PROVIDED RECORDS |
-=-=-=-=-

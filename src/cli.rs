//! Command-line interface.

use std::path::PathBuf;

use chrono::NaiveDate;
use clap::Parser;

use crate::sports::Sport;

#[derive(Parser)]
#[command(name = "matchscan")]
#[command(version, about = "Scrape daily match listings from oddsportal.com", long_about = None)]
pub struct Cli {
    /// Listing URL; built from --sport/--date when omitted
    #[arg(value_name = "URL")]
    pub url: Option<String>,

    /// Sport slug (football, basketball, table-tennis, ...)
    #[arg(short, long, value_parser = parse_sport)]
    pub sport: Option<Sport>,

    /// Listing date as yyyymmdd; defaults to today
    #[arg(short, long, value_parser = parse_date)]
    pub date: Option<NaiveDate>,

    /// Extract chunks concurrently (seeded grouping baselines)
    #[arg(long)]
    pub parallel: bool,

    /// Emit the extraction as JSON instead of the console table
    #[arg(long)]
    pub json: bool,

    /// Parse a saved HTML file instead of driving a browser
    /// (requires --sport)
    #[arg(long, value_name = "FILE")]
    pub from_file: Option<PathBuf>,

    /// Enable debug logging
    #[arg(short, long)]
    pub verbose: bool,
}

fn parse_sport(value: &str) -> Result<Sport, String> {
    Sport::from_slug(value).ok_or_else(|| format!("unknown sport slug {value:?}"))
}

fn parse_date(value: &str) -> Result<NaiveDate, String> {
    NaiveDate::parse_from_str(value, "%Y%m%d")
        .map_err(|e| format!("expected yyyymmdd date: {e}"))
}

#[cfg(test)]
mod tests {
    use super::*;

    #[test]
    fn test_parse_sport_slug() {
        assert_eq!(parse_sport("rugby-union"), Ok(Sport::Rugby));
        assert!(parse_sport("chess").is_err());
    }

    #[test]
    fn test_parse_date() {
        assert_eq!(
            parse_date("20260828"),
            Ok(NaiveDate::from_ymd_opt(2026, 8, 28).unwrap())
        );
        assert!(parse_date("2026-08-28").is_err());
    }
}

-=-=-=-=-

YOUR OBJECTIVE |
All of the lines above that carry the string "yyyymmdd" need to be found and copied.

SOLUTION FOR THIS EXERCISE |
    /// Listing date as yyyymmdd; defaults to today
        .map_err(|e| format!("expected yyyymmdd date: {e}"))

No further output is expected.